Numéro 1 - Janvier 2020

Bulletin des arrêts des chambres civiles

Bulletin des arrêts des chambres civiles

Numéro 1 - Janvier 2020

FILIATION

1re Civ., 15 janvier 2020, n° 19-12.348, (P)

Rejet

Actions relatives à la filiation – Actions en contestation de la filiation – Délai de forclusion – Interruption ou suspension – Suspension en raison d'une impossibilité d'agir – Possibilité (non)

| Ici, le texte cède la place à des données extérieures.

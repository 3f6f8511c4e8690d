use crate::startup::AppState;
use axum::{extract::State, http::StatusCode, response::IntoResponse, Json};
use serde_json::json;

/// Health check endpoint for liveness probes.
pub async fn health_check() -> impl IntoResponse {
    (
        StatusCode::OK,
        Json(json!({
            "status": "ok",
            "service": "genai-gateway",
            "version": env!("CARGO_PKG_VERSION")
        })),
    )
}

/// Readiness check: the provider must answer its own health check.
pub async fn readiness_check(State(state): State<AppState>) -> impl IntoResponse {
    match state.text_provider.health_check().await {
        Ok(_) => StatusCode::OK,
        Err(e) => {
            tracing::warn!(error = %e, "Provider health check failed");
            StatusCode::SERVICE_UNAVAILABLE
        }
    }
}
//! Gemini AI provider implementation.
//!
//! Implements non-streaming text generation against Google's Gemini
//! `generateContent` endpoint.

use super::{ContentPart, FinishReason, ProviderError, ProviderResponse, TextProvider};
use async_trait::async_trait;
use reqwest::Client;
use secrecy::{ExposeSecret, Secret};
use serde::{Deserialize, Serialize};
use std::time::Duration;

const API_KEY_HEADER: &str = "x-goog-api-key";
const CONNECT_TIMEOUT: Duration = Duration::from_secs(10);

/// Gemini provider configuration.
#[derive(Debug, Clone)]
pub struct GeminiConfig {
    pub api_key: Secret<String>,
    /// Base URL including the API version, e.g. `https://generativelanguage.googleapis.com/v1beta`.
    pub api_base: String,
}

/// Gemini text provider.
pub struct GeminiTextProvider {
    config: GeminiConfig,
    client: Client,
}

impl GeminiTextProvider {
    pub fn new(config: GeminiConfig) -> Result<Self, ProviderError> {
        if config.api_key.expose_secret().is_empty() {
            return Err(ProviderError::NotConfigured(
                "Gemini API key not configured".to_string(),
            ));
        }

        let client = Client::builder()
            .connect_timeout(CONNECT_TIMEOUT)
            .build()
            .map_err(|e| ProviderError::NotConfigured(format!("HTTP client: {}", e)))?;

        Ok(Self { config, client })
    }

    /// Build the API URL for the given model and method.
    fn api_url(&self, model: &str, method: &str) -> String {
        format!(
            "{}/models/{}:{}",
            self.config.api_base.trim_end_matches('/'),
            model,
            method
        )
    }
}

#[async_trait]
impl TextProvider for GeminiTextProvider {
    async fn generate(
        &self,
        model: &str,
        parts: &[ContentPart],
    ) -> Result<ProviderResponse, ProviderError> {
        let request = GenerateContentRequest {
            contents: vec![Content {
                role: "user",
                parts,
            }],
        };

        tracing::debug!(
            model = %model,
            part_count = parts.len(),
            "Sending request to Gemini API"
        );

        let response = self
            .client
            .post(self.api_url(model, "generateContent"))
            .header(API_KEY_HEADER, self.config.api_key.expose_secret())
            .json(&request)
            .send()
            .await
            .map_err(|e| ProviderError::NetworkError(e.to_string()))?;

        let status = response.status();
        if !status.is_success() {
            let error_text = response.text().await.unwrap_or_default();
            return Err(api_error(status.as_u16(), &error_text));
        }

        let api_response: GenerateContentResponse = response
            .json()
            .await
            .map_err(|e| ProviderError::NetworkError(format!("Failed to parse response: {}", e)))?;

        api_response.into_provider_response()
    }

    async fn health_check(&self) -> Result<(), ProviderError> {
        let url = format!("{}/models", self.config.api_base.trim_end_matches('/'));

        let response = self
            .client
            .get(&url)
            .header(API_KEY_HEADER, self.config.api_key.expose_secret())
            .send()
            .await
            .map_err(|e| ProviderError::NetworkError(e.to_string()))?;

        if response.status().is_success() {
            Ok(())
        } else {
            Err(ProviderError::api(
                response.status().as_u16(),
                format!("Health check failed: {}", response.status()),
            ))
        }
    }
}

/// Turns a non-2xx body into a provider error, preferring Gemini's own message.
fn api_error(status: u16, body: &str) -> ProviderError {
    let message = serde_json::from_str::<ErrorEnvelope>(body)
        .ok()
        .map(|envelope| envelope.error.message)
        .filter(|m| !m.is_empty())
        .or_else(|| Some(body.trim().to_string()).filter(|b| !b.is_empty()))
        .unwrap_or_else(|| format!("Gemini API returned status {}", status));

    ProviderError::Api { status, message }
}

// ============================================================================
// Gemini API Request/Response Types
// ============================================================================

#[derive(Debug, Serialize)]
struct GenerateContentRequest<'a> {
    contents: Vec<Content<'a>>,
}

#[derive(Debug, Serialize)]
struct Content<'a> {
    role: &'static str,
    parts: &'a [ContentPart],
}

#[derive(Debug, Deserialize)]
#[serde(rename_all = "camelCase")]
struct GenerateContentResponse {
    #[serde(default)]
    candidates: Vec<Candidate>,
    #[serde(default)]
    prompt_feedback: Option<PromptFeedback>,
    #[serde(default)]
    usage_metadata: Option<UsageMetadata>,
}

#[derive(Debug, Deserialize)]
#[serde(rename_all = "camelCase")]
struct Candidate {
    #[serde(default)]
    content: Option<CandidateContent>,
    #[serde(default)]
    finish_reason: Option<String>,
}

#[derive(Debug, Deserialize)]
struct CandidateContent {
    #[serde(default)]
    parts: Vec<ResponsePart>,
}

/// Response parts may carry shapes other than text; only text is read.
#[derive(Debug, Deserialize)]
struct ResponsePart {
    #[serde(default)]
    text: Option<String>,
}

#[derive(Debug, Deserialize)]
#[serde(rename_all = "camelCase")]
struct PromptFeedback {
    #[serde(default)]
    block_reason: Option<String>,
}

#[derive(Debug, Deserialize, Default)]
#[serde(rename_all = "camelCase")]
struct UsageMetadata {
    prompt_token_count: Option<i32>,
    candidates_token_count: Option<i32>,
}

#[derive(Debug, Deserialize)]
struct ErrorEnvelope {
    error: ErrorBody,
}

#[derive(Debug, Deserialize)]
struct ErrorBody {
    #[serde(default)]
    message: String,
}

impl GenerateContentResponse {
    fn into_provider_response(self) -> Result<ProviderResponse, ProviderError> {
        if let Some(reason) = self.prompt_feedback.and_then(|f| f.block_reason) {
            return Err(ProviderError::ContentFiltered(format!(
                "prompt blocked: {}",
                reason
            )));
        }

        let usage = self.usage_metadata.unwrap_or_default();
        let candidate = self.candidates.into_iter().next();

        let finish_reason_raw = candidate.as_ref().and_then(|c| c.finish_reason.clone());
        let finish_reason = FinishReason::from_gemini(finish_reason_raw.as_deref());

        let text: String = candidate
            .and_then(|c| c.content)
            .map(|content| {
                content
                    .parts
                    .into_iter()
                    .filter_map(|part| part.text)
                    .collect()
            })
            .unwrap_or_default();

        if text.is_empty() {
            return Err(match finish_reason {
                FinishReason::ContentFilter => ProviderError::ContentFiltered(
                    finish_reason_raw.unwrap_or_else(|| "SAFETY".to_string()),
                ),
                _ => ProviderError::EmptyResponse,
            });
        }

        Ok(ProviderResponse {
            text,
            input_tokens: usage.prompt_token_count.unwrap_or(0),
            output_tokens: usage.candidates_token_count.unwrap_or(0),
            finish_reason,
        })
    }
}
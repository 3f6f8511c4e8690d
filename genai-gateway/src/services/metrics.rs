//! Prometheus metrics for the gateway.
//!
//! HTTP-level counters come from the shared middleware; this module adds
//! provider-specific series and the `/metrics` rendering.

use metrics::{counter, histogram};
use metrics_exporter_prometheus::{PrometheusBuilder, PrometheusHandle};
use service_core::error::AppError;
use std::sync::OnceLock;
use std::time::Duration;

/// Global handle to the Prometheus recorder.
pub static METRICS_HANDLE: OnceLock<PrometheusHandle> = OnceLock::new();

/// Install the Prometheus recorder. Must be called once at startup.
pub fn init_metrics() -> Result<(), AppError> {
    let handle = PrometheusBuilder::new().install_recorder().map_err(|e| {
        AppError::InternalError(anyhow::anyhow!("failed to install Prometheus recorder: {}", e))
    })?;

    METRICS_HANDLE
        .set(handle)
        .map_err(|_| AppError::InternalError(anyhow::anyhow!("metrics already initialized")))
}

/// Current metrics in Prometheus text format.
pub fn get_metrics() -> String {
    METRICS_HANDLE
        .get()
        .map(|handle| handle.render())
        .unwrap_or_else(|| "# Metrics recorder not initialized".to_string())
}

/// Record the outcome of one provider call.
pub fn record_generation(endpoint: &'static str, outcome: &'static str, latency: Duration) {
    counter!("genai_requests_total", "endpoint" => endpoint, "outcome" => outcome).increment(1);
    histogram!("genai_provider_latency_seconds", "endpoint" => endpoint)
        .record(latency.as_secs_f64());
}

pub fn record_tokens(endpoint: &'static str, input_tokens: i32, output_tokens: i32) {
    counter!("genai_tokens_total", "endpoint" => endpoint, "direction" => "input")
        .increment(input_tokens.max(0) as u64);
    counter!("genai_tokens_total", "endpoint" => endpoint, "direction" => "output")
        .increment(output_tokens.max(0) as u64);
}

L'article 333, alinéa 2, du code civil édicte un délai de forclusion, qui n'est pas susceptible de suspension en application de l'article 2234 du même code, lequel ne vise que les délais de prescription.

Faits et procédure

1. Selon l'arrêt attaqué (Paris, 18 décembre 2018), les 2 juillet et 28 août 2015, Mme O... a assigné Mme X... S..., née le [...] à Adzopé (Côte d'Ivoire), et M. M... S..., né le [...] à Adzopé (les consorts S...) devant le tribunal de grande instance de Paris pour voir juger qu'elle n'est pas leur mère et, avant dire droit, ordonner une expertise biologique afin d'établir l'absence de lien de filiation.

Examen du moyen

Sur le moyen unique, pris en sa première branche, ci-après annexé

2. En application de l'article 1014, alinéa 2, du code de procédure civile, il n'y a pas lieu de statuer par une décision spécialement motivée sur ce moyen qui n'est manifestement pas de nature à entraîner la cassation.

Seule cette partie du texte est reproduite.